Once again, TR’s idea was to use regulation to get ahead of a problem. Using litigation after the fact — that is, to go chasing after the problem after it had manifested itself — was better than nothing, and yet it was not best.

Indeed, six years earlier, in 1901, TR had called upon Congress to create a new Cabinet body, a “Department of Commerce and Industries,’’ to oversee commercial activity “in the broadest sense.” In Roosevelt’s telling, it would be…

…a comprehensive and far-reaching scheme of constructive statesmanship for the purpose of broadening our markets, securing our business interests on a safe basis, and making firm our new position in the international industrial world; while scrupulously safeguarding the rights of wage-worker and capitalist, of investor and private citizen, so as to secure equity as between man and man in this Republic.

So again, we see the essence of the Rooseveltian Square Deal: TR did not want to pit one interest or class against another; he wanted to see all treated fairly.

Indeed, amidst the worker protections that TR wished to guarantee, we might pause over another phrase from that 1901 communique: “making firm our new position in the international industrial world.” Here Roosevelt was talking the muscular talk of economic nationalism. That is, even as he wanted social justice for Americans at home, he wanted economic advancement for American firms abroad.
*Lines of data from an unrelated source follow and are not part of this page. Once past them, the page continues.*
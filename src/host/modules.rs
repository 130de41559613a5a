//! Named module factories.
//!
//! `--service.lib` selects a module by the file stem of its path, so
//! `services/heartbeat/heartbeat.so` resolves to the `heartbeat` factory.

use std::collections::HashMap;
use std::path::Path;

use tracing::debug;

use crate::error::{DaemonError, NotFoundKind};
use crate::manager::ManagerService;

use super::sample::HeartbeatService;
use super::traits::ManagedService;

/// Constructor of a fresh module instance.
pub type ModuleFactory = fn() -> Box<dyn ManagedService>;

/// Registry of modules the host can run.
pub struct ModuleRegistry {
    factories: HashMap<&'static str, ModuleFactory>,
}

impl ModuleRegistry {
    /// Registry with the built-in modules.
    pub fn new() -> Self {
        let mut registry = Self::empty();
        registry.register("heartbeat", || -> Box<dyn ManagedService> {
            Box::new(HeartbeatService::default())
        });
        registry.register("servman", || -> Box<dyn ManagedService> {
            Box::new(ManagerService::default())
        });
        registry
    }

    pub fn empty() -> Self {
        Self {
            factories: HashMap::new(),
        }
    }

    pub fn register(&mut self, key: &'static str, factory: ModuleFactory) {
        self.factories.insert(key, factory);
    }

    /// Instantiate the module selected by a `service.lib` value.
    pub fn create(&self, library: &str) -> Result<Box<dyn ManagedService>, DaemonError> {
        let key = module_key(library);
        let factory = self.factories.get(key.as_str()).ok_or_else(|| DaemonError::NotFound {
            kind: NotFoundKind::Module { key: key.clone() },
        })?;
        debug!(module = %key, "Module resolved");
        Ok(factory())
    }

    /// All registered keys, sorted.
    pub fn list(&self) -> Vec<&'static str> {
        let mut keys: Vec<_> = self.factories.keys().copied().collect();
        keys.sort_unstable();
        keys
    }
}

impl Default for ModuleRegistry {
    fn default() -> Self {
        Self::new()
    }
}

/// Module key of a library path: its file stem with any `lib` prefix removed.
pub fn module_key(library: &str) -> String {
    let stem = Path::new(library)
        .file_stem()
        .map(|s| s.to_string_lossy().to_string())
        .unwrap_or_default();
    match stem.strip_prefix("lib") {
        Some(rest) if !rest.is_empty() => rest.to_string(),
        _ => stem,
    }
}

#[cfg(test)]
mod tests {
    use super::*;

    #[test]
    fn test_module_key() {
        assert_eq!(module_key("services/heartbeat/heartbeat.so"), "heartbeat");
        assert_eq!(module_key("services/servman/libservman.so"), "servman");
        assert_eq!(module_key("worker.dll"), "worker");
        assert_eq!(module_key("lib"), "lib");
    }

    #[test]
    fn test_builtin_modules() {
        let registry = ModuleRegistry::new();
        assert_eq!(registry.list(), vec!["heartbeat", "servman"]);
        let module = registry.create("services/heartbeat/heartbeat.so").unwrap();
        assert_eq!(module.name(), "heartbeat");
    }

    #[test]
    fn test_unknown_module() {
        let registry = ModuleRegistry::new();
        let result = registry.create("services/ghost/ghost.so");
        assert!(matches!(result, Err(e) if e.to_string() == "Service module(ghost) is not registered"));
    }
}
//! Minimal module that logs a heartbeat while it runs.

use std::fs;
use std::thread;
use std::time::{Duration, Instant};

use serde::Deserialize;
use tracing::{debug, info, Span};

use crate::error::DaemonError;

use super::traits::{ManagedService, ServiceContext};

const POLL_INTERVAL: Duration = Duration::from_millis(100);

/// Optional TOML configuration of the heartbeat module.
#[derive(Debug, Clone, Deserialize, PartialEq, Eq)]
#[serde(default)]
pub struct HeartbeatConfig {
    pub interval_seconds: u64,
    pub message: String,
}

impl Default for HeartbeatConfig {
    fn default() -> Self {
        Self {
            interval_seconds: 1,
            message: "service working".to_string(),
        }
    }
}

#[derive(Default)]
pub struct HeartbeatService {
    config: HeartbeatConfig,
    span: Option<Span>,
    beats: u64,
}

impl HeartbeatService {
    pub fn beats(&self) -> u64 {
        self.beats
    }
}

impl ManagedService for HeartbeatService {
    fn name(&self) -> &'static str {
        "heartbeat"
    }

    fn create(&mut self, ctx: &ServiceContext) -> Result<(), DaemonError> {
        if let Some(path) = &ctx.config_path {
            let content = fs::read_to_string(path)?;
            self.config = toml::from_str(&content).map_err(|e| DaemonError::Config {
                message: format!("{}: {}", path.display(), e),
            })?;
        }
        if self.config.interval_seconds == 0 {
            return Err(DaemonError::Config {
                message: "interval_seconds must be greater than 0".to_string(),
            });
        }
        self.span = Some(ctx.span.clone());
        ctx.span.in_scope(|| debug!(config = ?self.config, "Heartbeat configured"));
        Ok(())
    }

    fn run(&mut self, is_running: &dyn Fn() -> bool) {
        let span = self.span.clone().unwrap_or_else(Span::current);
        let _entered = span.enter();
        let interval = Duration::from_secs(self.config.interval_seconds);
        let mut last = Instant::now();

        info!(text = %self.config.message, beat = self.beats, "Heartbeat");
        while is_running() {
            thread::sleep(POLL_INTERVAL);
            if last.elapsed() >= interval {
                self.beats += 1;
                info!(text = %self.config.message, beat = self.beats, "Heartbeat");
                last = Instant::now();
            }
        }
    }

    fn destroy(&mut self) {
        self.span = None;
    }
}

#[cfg(test)]
mod tests {
    use super::*;
    use std::cell::Cell;
    use std::path::PathBuf;
    use tempfile::TempDir;

    fn context(config_path: Option<PathBuf>) -> ServiceContext {
        ServiceContext {
            span: Span::none(),
            root: PathBuf::from("/opt/servman"),
            config_path,
        }
    }

    #[test]
    fn test_create_without_config() {
        let mut service = HeartbeatService::default();
        service.create(&context(None)).unwrap();
        assert_eq!(service.config, HeartbeatConfig::default());
    }

    #[test]
    fn test_create_reads_toml() {
        let dir = TempDir::new().unwrap();
        let path = dir.path().join("beat.toml");
        fs::write(&path, "interval_seconds = 5\nmessage = \"alive\"\n").unwrap();

        let mut service = HeartbeatService::default();
        service.create(&context(Some(path))).unwrap();
        assert_eq!(service.config.interval_seconds, 5);
        assert_eq!(service.config.message, "alive");
    }

    #[test]
    fn test_create_rejects_zero_interval() {
        let dir = TempDir::new().unwrap();
        let path = dir.path().join("beat.toml");
        fs::write(&path, "interval_seconds = 0\n").unwrap();

        let mut service = HeartbeatService::default();
        assert!(service.create(&context(Some(path))).is_err());
    }

    #[test]
    fn test_run_returns_when_stopped() {
        let mut service = HeartbeatService::default();
        service.create(&context(None)).unwrap();

        let polls = Cell::new(0);
        service.run(&|| {
            polls.set(polls.get() + 1);
            polls.get() < 3
        });
        assert_eq!(polls.get(), 3);
        assert_eq!(service.beats(), 0);
        service.destroy();
    }
}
After all, he reasoned, the better for American capitalists, the better for American workers. As TR said in 1904, “We shall have to work out methods of controlling the big corporations without paralyzing the energies of the business community.”

Today, such thinking is put in the category of aiding “national champion” industries. And of course, it is not limited to the U.S.; just about every modern country seeks to help its companies succeed in the global market.

Back then, TR’s idea for a new department was embraced by Congress, but it was also somewhat changed; in 1903, the Department of Commerce and Labor was established. A decade later, the “labor” part was peeled off to become the separate Department of Labor, and then, in 1914, the regulatory functions of the Commerce Department were turned over to the new Federal Trade Commission.

To be sure, some will look back at these bureaucratic formations with a certain distaste, perhaps even outright libertarian disdain. And yet it is hard to imagine what American life would be like today without key business regulation.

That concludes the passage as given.